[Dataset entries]
+ + + + +
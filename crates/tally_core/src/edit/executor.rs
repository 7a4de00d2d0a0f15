//! Worker-pool executor for blocking store calls.
//!
//! Store jobs run on tokio's blocking pool so rusqlite work never lands on the
//! caller's thread or an async worker. The completion runs on a runtime task
//! once the job finishes.

use crate::store::{StoreError, StoreResult};
use log::{debug, error};
use std::time::Instant;
use tokio::runtime::{Handle, TryCurrentError};
use tokio::task::JoinHandle;

#[derive(Debug, Clone)]
pub struct EditExecutor {
    handle: Handle,
}

impl EditExecutor {
    pub fn new(handle: Handle) -> Self {
        Self { handle }
    }

    /// Captures the runtime the caller is currently running on.
    ///
    /// # Errors
    /// Returns an error when called outside a tokio runtime.
    pub fn try_current() -> Result<Self, TryCurrentError> {
        Handle::try_current().map(Self::new)
    }

    /// Runs `job` on the blocking pool and hands its result to `completion`.
    ///
    /// Returns immediately. A job that panics is reported to `completion` as
    /// `StoreError::TaskFailed`.
    pub fn execute<T, J, C>(&self, task: &'static str, job: J, completion: C) -> JoinHandle<()>
    where
        T: Send + 'static,
        J: FnOnce() -> StoreResult<T> + Send + 'static,
        C: FnOnce(StoreResult<T>) + Send + 'static,
    {
        let started_at = Instant::now();
        self.handle.spawn(async move {
            let result = match tokio::task::spawn_blocking(job).await {
                Ok(result) => result,
                Err(err) => {
                    error!(
                        "event=store_task module=edit status=error task={task} error_code=join_failed error={err}"
                    );
                    Err(StoreError::TaskFailed(err.to_string()))
                }
            };
            debug!(
                "event=store_task module=edit status={} task={task} duration_ms={}",
                if result.is_ok() { "ok" } else { "error" },
                started_at.elapsed().as_millis()
            );
            completion(result);
        })
    }
}

#[cfg(test)]
mod tests {
    use super::EditExecutor;
    use crate::store::StoreError;
    use std::sync::{Arc, Mutex};

    #[tokio::test]
    async fn completion_receives_job_result() {
        let executor = EditExecutor::try_current().unwrap();
        let seen = Arc::new(Mutex::new(None));
        let sink = Arc::clone(&seen);

        executor
            .execute("answer", || Ok(42), move |result| {
                *sink.lock().unwrap() = Some(result.unwrap());
            })
            .await
            .unwrap();

        assert_eq!(*seen.lock().unwrap(), Some(42));
    }

    #[tokio::test]
    async fn panicking_job_is_reported_as_task_failure() {
        let executor = EditExecutor::try_current().unwrap();
        let seen = Arc::new(Mutex::new(false));
        let sink = Arc::clone(&seen);

        executor
            .execute(
                "boom",
                || -> Result<(), StoreError> { panic!("store exploded") },
                move |result| {
                    *sink.lock().unwrap() = matches!(result, Err(StoreError::TaskFailed(_)));
                },
            )
            .await
            .unwrap();

        assert!(*seen.lock().unwrap());
    }

    #[test]
    fn try_current_fails_outside_runtime() {
        assert!(EditExecutor::try_current().is_err());
    }
}
//! Expense record under edit.
//!
//! # Responsibility
//! - Define the canonical expense shape shared by store and editor.
//! - Provide identity helpers (`is_persisted`, sync id generation).
//!
//! # Invariants
//! - `id == 0` means not yet persisted; positive ids come from the store.
//! - `category_name`/`category_icon` are a snapshot, not a live join.

use crate::model::category::{Category, CategoryId, IconRef};
use serde::Serialize;
use uuid::Uuid;

pub type ExpenseId = i64;

/// Id carried by an expense that has never been saved.
pub const UNSAVED_EXPENSE_ID: ExpenseId = 0;

#[derive(Debug, Clone, PartialEq, Serialize)]
pub struct Expense {
    pub id: ExpenseId,
    pub amount: f64,
    pub category_id: CategoryId,
    pub category_name: String,
    pub category_icon: IconRef,
    pub desc: String,
    /// Unix epoch milliseconds.
    pub time: i64,
    /// Opaque cross-device identity, empty until assigned.
    pub sync_id: String,
}

impl Expense {
    /// Creates an empty expense that has not been persisted.
    pub fn new_unsaved() -> Self {
        Self::with_id(UNSAVED_EXPENSE_ID)
    }

    /// Creates an empty expense addressed by `id`.
    ///
    /// Used when the editor opens an existing row; the remaining fields are
    /// filled by the first load.
    pub fn with_id(id: ExpenseId) -> Self {
        Self {
            id,
            amount: 0.0,
            category_id: 0,
            category_name: String::new(),
            category_icon: IconRef::none(),
            desc: String::new(),
            time: 0,
            sync_id: String::new(),
        }
    }

    pub fn is_persisted(&self) -> bool {
        self.id > 0
    }

    /// Copies the category identity, name and icon onto this expense.
    pub fn tag_with(&mut self, category: &Category) {
        self.category_id = category.id;
        self.category_name = category.name.clone();
        self.category_icon = category.icon.clone();
    }
}

impl Default for Expense {
    fn default() -> Self {
        Self::new_unsaved()
    }
}

/// Generates a fresh opaque sync identity.
pub fn generate_sync_id() -> String {
    Uuid::new_v4().to_string()
}

/// Current wall-clock time in Unix epoch milliseconds.
pub fn now_epoch_ms() -> i64 {
    chrono::Utc::now().timestamp_millis()
}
+ + + + +
◆ Work item
Each record should be repeated in full, exactly as it is written.

◆ Output of the task
filename crates/tally_core/src/edit/executor.rs
repository 7a4de00d2d0a0f15
//! Worker-pool executor for blocking store calls.
//!
//! Store jobs run on tokio's blocking pool so rusqlite work never lands on the
//! caller's thread or an async worker. The completion runs on a runtime task
//! once the job finishes.

use crate::store::{StoreError, StoreResult};
use log::{debug, error};
use std::time::Instant;
use tokio::runtime::{Handle, TryCurrentError};
use tokio::task::JoinHandle;

#[derive(Debug, Clone)]
pub struct EditExecutor {
    handle: Handle,
}

impl EditExecutor {
    pub fn new(handle: Handle) -> Self {
        Self { handle }
    }

    /// Captures the runtime the caller is currently running on.
    ///
    /// # Errors
    /// Returns an error when called outside a tokio runtime.
    pub fn try_current() -> Result<Self, TryCurrentError> {
        Handle::try_current().map(Self::new)
    }

    /// Runs `job` on the blocking pool and hands its result to `completion`.
    ///
    /// Returns immediately. A job that panics is reported to `completion` as
    /// `StoreError::TaskFailed`.
    pub fn execute<T, J, C>(&self, task: &'static str, job: J, completion: C) -> JoinHandle<()>
    where
        T: Send + 'static,
        J: FnOnce() -> StoreResult<T> + Send + 'static,
        C: FnOnce(StoreResult<T>) + Send + 'static,
    {
        let started_at = Instant::now();
        self.handle.spawn(async move {
            let result = match tokio::task::spawn_blocking(job).await {
                Ok(result) => result,
                Err(err) => {
                    error!(
                        "event=store_task module=edit status=error task={task} error_code=join_failed error={err}"
                    );
                    Err(StoreError::TaskFailed(err.to_string()))
                }
            };
            debug!(
                "event=store_task module=edit status={} task={task} duration_ms={}",
                if result.is_ok() { "ok" } else { "error" },
                started_at.elapsed().as_millis()
            );
            completion(result);
        })
    }
}

#[cfg(test)]
mod tests {
    use super::EditExecutor;
    use crate::store::StoreError;
    use std::sync::{Arc, Mutex};

    #[tokio::test]
    async fn completion_receives_job_result() {
        let executor = EditExecutor::try_current().unwrap();
        let seen = Arc::new(Mutex::new(None));
        let sink = Arc::clone(&seen);

        executor
            .execute("answer", || Ok(42), move |result| {
                *sink.lock().unwrap() = Some(result.unwrap());
            })
            .await
            .unwrap();

        assert_eq!(*seen.lock().unwrap(), Some(42));
    }

    #[tokio::test]
    async fn panicking_job_is_reported_as_task_failure() {
        let executor = EditExecutor::try_current().unwrap();
        let seen = Arc::new(Mutex::new(false));
        let sink = Arc::clone(&seen);

        executor
            .execute(
                "boom",
                || -> Result<(), StoreError> { panic!("store exploded") },
                move |result| {
                    *sink.lock().unwrap() = matches!(result, Err(StoreError::TaskFailed(_)));
                },
            )
            .await
            .unwrap();

        assert!(*seen.lock().unwrap());
    }

    #[test]
    fn try_current_fails_outside_runtime() {
        assert!(EditExecutor::try_current().is_err());
    }
}
//! Expense record under edit.
//!
//! # Responsibility
//! - Define the canonical expense shape shared by store and editor.
//! - Provide identity helpers (`is_persisted`, sync id generation).
//!
//! # Invariants
//! - `id == 0` means not yet persisted; positive ids come from the store.
//! - `category_name`/`category_icon` are a snapshot, not a live join.

use crate::model::category::{Category, CategoryId, IconRef};
use serde::Serialize;
use uuid::Uuid;

pub type ExpenseId = i64;

/// Id carried by an expense that has never been saved.
pub const UNSAVED_EXPENSE_ID: ExpenseId = 0;

#[derive(Debug, Clone, PartialEq, Serialize)]
pub struct Expense {
    pub id: ExpenseId,
    pub amount: f64,
    pub category_id: CategoryId,
    pub category_name: String,
    pub category_icon: IconRef,
    pub desc: String,
    /// Unix epoch milliseconds.
    pub time: i64,
    /// Opaque cross-device identity, empty until assigned.
    pub sync_id: String,
}

impl Expense {
    /// Creates an empty expense that has not been persisted.
    pub fn new_unsaved() -> Self {
        Self::with_id(UNSAVED_EXPENSE_ID)
    }

    /// Creates an empty expense addressed by `id`.
    ///
    /// Used when the editor opens an existing row; the remaining fields are
    /// filled by the first load.
    pub fn with_id(id: ExpenseId) -> Self {
        Self {
            id,
            amount: 0.0,
            category_id: 0,
            category_name: String::new(),
            category_icon: IconRef::none(),
            desc: String::new(),
            time: 0,
            sync_id: String::new(),
        }
    }

    pub fn is_persisted(&self) -> bool {
        self.id > 0
    }

    /// Copies the category identity, name and icon onto this expense.
    pub fn tag_with(&mut self, category: &Category) {
        self.category_id = category.id;
        self.category_name = category.name.clone();
        self.category_icon = category.icon.clone();
    }
}

impl Default for Expense {
    fn default() -> Self {
        Self::new_unsaved()
    }
}

/// Generates a fresh opaque sync identity.
pub fn generate_sync_id() -> String {
    Uuid::new_v4().to_string()
}

/// Current wall-clock time in Unix epoch milliseconds.
pub fn now_epoch_ms() -> i64 {
    chrono::Utc::now().timestamp_millis()
}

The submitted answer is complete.